> [AVAILABLE RECORDS]:
Segment Open
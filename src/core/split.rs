//! Row grouping and filtering over a tabular sheet projection.

use std::collections::HashMap;

use crate::error::{SheetKitError, SheetKitResult};
use crate::types::RowCondition;

fn column_index(header: &[String], column: &str) -> SheetKitResult<usize> {
    header
        .iter()
        .position(|name| name == column)
        .ok_or_else(|| {
            SheetKitError::Validation(format!(
                "column '{column}' not found in header {header:?}"
            ))
        })
}

/// Group data rows by the distinct values of one column, in first-appearance
/// order. Rows shorter than the column index group under the empty value.
pub fn split_by_column(
    header: &[String],
    rows: &[Vec<String>],
    column: &str,
) -> SheetKitResult<Vec<(String, Vec<Vec<String>>)>> {
    let col_idx = column_index(header, column)?;

    let mut groups: Vec<(String, Vec<Vec<String>>)> = Vec::new();
    let mut slots: HashMap<String, usize> = HashMap::new();

    for row in rows {
        let key = row.get(col_idx).cloned().unwrap_or_default();
        let slot = *slots.entry(key.clone()).or_insert_with(|| {
            groups.push((key, Vec::new()));
            groups.len() - 1
        });
        groups[slot].1.push(row.clone());
    }

    Ok(groups)
}

/// Output file name for one split group: `{stem}_{value}.xlsx`, with `/` and
/// `\` replaced by `_` and the value capped at 20 characters.
pub fn split_file_name(stem: &str, value: &str) -> String {
    let safe: String = value
        .replace('/', "_")
        .replace('\\', "_")
        .chars()
        .take(20)
        .collect();
    format!("{stem}_{safe}.xlsx")
}

/// Remove data rows matched by `condition` on `column`. Returns the
/// surviving rows and how many were dropped.
pub fn drop_rows(
    header: &[String],
    rows: &[Vec<String>],
    column: &str,
    condition: &RowCondition,
) -> SheetKitResult<(Vec<Vec<String>>, usize)> {
    let col_idx = column_index(header, column)?;

    let kept: Vec<Vec<String>> = rows
        .iter()
        .filter(|row| {
            let cell = row.get(col_idx).map(String::as_str).unwrap_or("");
            !condition.matches(cell)
        })
        .cloned()
        .collect();

    let dropped = rows.len() - kept.len();
    Ok((kept, dropped))
}
//! Find/replace scanner and read-only cell search.
//!
//! Both walk the selected sheets in workbook order and each sheet in
//! row-major order (row 1 first, columns left to right), so record lists are
//! deterministic across repeated runs on an unmodified workbook.

use regex::{NoExpand, RegexBuilder};
use tracing::debug;
use umya_spreadsheet::Spreadsheet;

use crate::addr::to_a1;
use crate::error::{SheetKitError, SheetKitResult};
use crate::types::{MatchRecord, SearchHit, SheetSelection};

fn selected_sheet_names(
    book: &Spreadsheet,
    selection: &SheetSelection,
) -> SheetKitResult<Vec<String>> {
    match selection {
        SheetSelection::All => Ok(book
            .get_sheet_collection()
            .iter()
            .map(|sheet| sheet.get_name().to_string())
            .collect()),
        SheetSelection::Named(name) => {
            if book.get_sheet_by_name(name).is_none() {
                return Err(SheetKitError::ScanAbort(format!("sheet '{name}' not found")));
            }
            Ok(vec![name.clone()])
        }
    }
}

/// Replace `find_text` with `replace_text` across the selected sheets,
/// mutating the workbook in place.
///
/// Cells with an empty text projection are skipped. With
/// `match_entire_cell`, a cell is replaced wholesale when its whole text
/// equals `find_text` under the active case rule; otherwise every occurrence
/// inside the text is substituted in one pass, and the literal
/// `replace_text` is inserted at each occurrence position.
///
/// Returns one [`MatchRecord`] per replaced cell, in visitation order. A
/// selected sheet that does not exist aborts the whole scan with
/// [`SheetKitError::ScanAbort`]; callers wanting atomicity must scan a
/// throwaway load and persist only on success. An empty `find_text` matches
/// nothing.
pub fn find_and_replace(
    book: &mut Spreadsheet,
    find_text: &str,
    replace_text: &str,
    match_case: bool,
    match_entire_cell: bool,
    selection: &SheetSelection,
) -> SheetKitResult<Vec<MatchRecord>> {
    let mut records = Vec::new();
    if find_text.is_empty() {
        return Ok(records);
    }

    let needle_folded = find_text.to_lowercase();
    let substitution = if match_case || match_entire_cell {
        None
    } else {
        let pattern = RegexBuilder::new(&regex::escape(find_text))
            .case_insensitive(true)
            .build()
            .map_err(|e| SheetKitError::ScanAbort(format!("search pattern: {e}")))?;
        Some(pattern)
    };

    for sheet_name in selected_sheet_names(book, selection)? {
        let sheet = book
            .get_sheet_by_name_mut(&sheet_name)
            .ok_or_else(|| SheetKitError::ScanAbort(format!("sheet '{sheet_name}' not found")))?;

        let (max_col, max_row) = sheet.get_highest_column_and_row();
        for row in 1..=max_row {
            for col in 1..=max_col {
                let old_value = match sheet.get_cell((col, row)) {
                    Some(cell) => cell.get_value().to_string(),
                    None => continue,
                };
                if old_value.is_empty() {
                    continue;
                }

                let new_value = if match_entire_cell {
                    let hit = if match_case {
                        old_value == find_text
                    } else {
                        old_value.to_lowercase() == needle_folded
                    };
                    if !hit {
                        continue;
                    }
                    replace_text.to_string()
                } else {
                    let hit = if match_case {
                        old_value.contains(find_text)
                    } else {
                        old_value.to_lowercase().contains(&needle_folded)
                    };
                    if !hit {
                        continue;
                    }
                    match &substitution {
                        None => old_value.replace(find_text, replace_text),
                        Some(pattern) => pattern
                            .replace_all(&old_value, NoExpand(replace_text))
                            .into_owned(),
                    }
                };

                sheet.get_cell_mut((col, row)).set_value(new_value.as_str());
                records.push(MatchRecord {
                    sheet: sheet_name.clone(),
                    cell: to_a1(col, row),
                    old_value,
                    new_value,
                });
            }
        }
    }

    debug!(matches = records.len(), "find/replace scan complete");
    Ok(records)
}

/// Report every non-empty cell whose text contains `term`, across all
/// sheets. Never mutates the workbook.
pub fn search_cells(book: &Spreadsheet, term: &str, case_sensitive: bool) -> Vec<SearchHit> {
    let mut hits = Vec::new();
    if term.is_empty() {
        return hits;
    }
    let needle = if case_sensitive {
        term.to_string()
    } else {
        term.to_lowercase()
    };

    for sheet in book.get_sheet_collection() {
        let (max_col, max_row) = sheet.get_highest_column_and_row();
        for row in 1..=max_row {
            for col in 1..=max_col {
                let value = match sheet.get_cell((col, row)) {
                    Some(cell) => cell.get_value().to_string(),
                    None => continue,
                };
                if value.is_empty() {
                    continue;
                }
                let haystack = if case_sensitive {
                    value.clone()
                } else {
                    value.to_lowercase()
                };
                if haystack.contains(&needle) {
                    hits.push(SearchHit {
                        sheet: sheet.get_name().to_string(),
                        cell: to_a1(col, row),
                        value,
                    });
                }
            }
        }
    }
    hits
}
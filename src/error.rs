use thiserror::Error;

pub type SheetKitResult<T> = Result<T, SheetKitError>;

#[derive(Error, Debug)]
pub enum SheetKitError {
    #[error("IO error: {0}")]
    Io(#[from] std::io::Error),

    #[error("Workbook error: {0}")]
    Workbook(String),

    #[error("Scan aborted: {0}")]
    ScanAbort(String),

    #[error("Sheet '{0}' not found")]
    SheetNotFound(String),

    #[error("Invalid sheet name: {0}")]
    SheetName(String),

    #[error("Invalid cell address '{0}'")]
    Address(String),

    #[error("CSV error: {0}")]
    Csv(#[from] csv::Error),

    #[error("JSON error: {0}")]
    Json(#[from] serde_json::Error),

    #[error("Validation error: {0}")]
    Validation(String),
}
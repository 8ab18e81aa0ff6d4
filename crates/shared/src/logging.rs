//! Logging infrastructure for the recommender.
//!
//! This module provides structured logging with an optional rolling file
//! layer and module-specific log levels.

use anyhow::{Context, Result};
use std::path::Path;
use tracing::Level;
use tracing_subscriber::{
    fmt::{self, format::FmtSpan},
    layer::SubscriberExt,
    util::SubscriberInitExt,
    EnvFilter, Layer,
};

/// Logging configuration
#[derive(Debug, Clone)]
pub struct LogConfig {
    /// Log directory path (only used when file output is enabled)
    pub log_dir: String,
    /// Component name (used for log file naming)
    pub component: String,
    /// Default log level
    pub default_level: Level,
    /// Enable console output
    pub console: bool,
    /// Enable file output
    pub file: bool,
    /// Enable JSON formatting for file logs
    pub json_format: bool,
}

impl Default for LogConfig {
    fn default() -> Self {
        Self {
            log_dir: "logs".to_string(),
            component: "anime-recommender".to_string(),
            default_level: Level::INFO,
            console: true,
            file: false,
            json_format: false,
        }
    }
}

/// Initialize logging with the given configuration
///
/// Sets up tracing with:
/// - Console output on stdout (status messages and warnings)
/// - Optional daily-rotated file output
/// - Module-specific log levels, overridable via RUST_LOG
pub fn init(config: LogConfig) -> Result<()> {
    // Build environment filter
    // Default to configured level, but allow override via RUST_LOG
    let env_filter = EnvFilter::try_from_default_env().unwrap_or_else(|_| {
        EnvFilter::new(format!(
            "{}={},shared={},anime_recommender={},hyper=warn,reqwest=warn,h2=warn",
            config.component, config.default_level, config.default_level, config.default_level
        ))
    });

    let mut layers = Vec::new();

    // Console layer (human-readable)
    if config.console {
        let console_layer = fmt::layer()
            .with_target(false)
            .with_level(true)
            .with_thread_ids(false)
            .with_thread_names(false)
            .with_span_events(FmtSpan::NONE)
            .with_writer(std::io::stdout)
            .boxed();
        layers.push(console_layer);
    }

    // File layer with rotation
    if config.file {
        let log_dir = Path::new(&config.log_dir);
        std::fs::create_dir_all(log_dir)
            .with_context(|| format!("Failed to create log directory: {}", config.log_dir))?;

        let file_appender = tracing_appender::rolling::daily(log_dir, &config.component);

        let file_layer = if config.json_format {
            // JSON format for structured logs
            fmt::layer()
                .json()
                .with_target(true)
                .with_level(true)
                .with_thread_ids(false)
                .with_thread_names(false)
                .with_current_span(true)
                .with_span_list(false)
                .with_writer(file_appender)
                .boxed()
        } else {
            // Human-readable format
            fmt::layer()
                .with_target(true)
                .with_level(true)
                .with_thread_ids(false)
                .with_thread_names(false)
                .with_span_events(FmtSpan::CLOSE)
                .with_writer(file_appender)
                .boxed()
        };

        layers.push(file_layer);
    }

    // Initialize the subscriber
    tracing_subscriber::registry()
        .with(env_filter)
        .with(layers)
        .try_init()
        .context("Failed to initialize tracing subscriber")?;

    Ok(())
}

/// Initialize logging with default configuration
pub fn init_default() -> Result<()> {
    init(LogConfig::default())
}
Segment Closed
> [WORK ORDER]: Set down each line exactly as it appears, starting at the top of the data and ending at the line containing "at 20 characters.", and include no other lines.

> [REPLY]:
filename src/core/split.rs
//! Row grouping and filtering over a tabular sheet projection.

use std::collections::HashMap;

use crate::error::{SheetKitError, SheetKitResult};
use crate::types::RowCondition;

fn column_index(header: &[String], column: &str) -> SheetKitResult<usize> {
    header
        .iter()
        .position(|name| name == column)
        .ok_or_else(|| {
            SheetKitError::Validation(format!(
                "column '{column}' not found in header {header:?}"
            ))
        })
}

/// Group data rows by the distinct values of one column, in first-appearance
/// order. Rows shorter than the column index group under the empty value.
pub fn split_by_column(
    header: &[String],
    rows: &[Vec<String>],
    column: &str,
) -> SheetKitResult<Vec<(String, Vec<Vec<String>>)>> {
    let col_idx = column_index(header, column)?;

    let mut groups: Vec<(String, Vec<Vec<String>>)> = Vec::new();
    let mut slots: HashMap<String, usize> = HashMap::new();

    for row in rows {
        let key = row.get(col_idx).cloned().unwrap_or_default();
        let slot = *slots.entry(key.clone()).or_insert_with(|| {
            groups.push((key, Vec::new()));
            groups.len() - 1
        });
        groups[slot].1.push(row.clone());
    }

    Ok(groups)
}

/// Output file name for one split group: `{stem}_{value}.xlsx`, with `/` and
/// `\` replaced by `_` and the value capped at 20 characters.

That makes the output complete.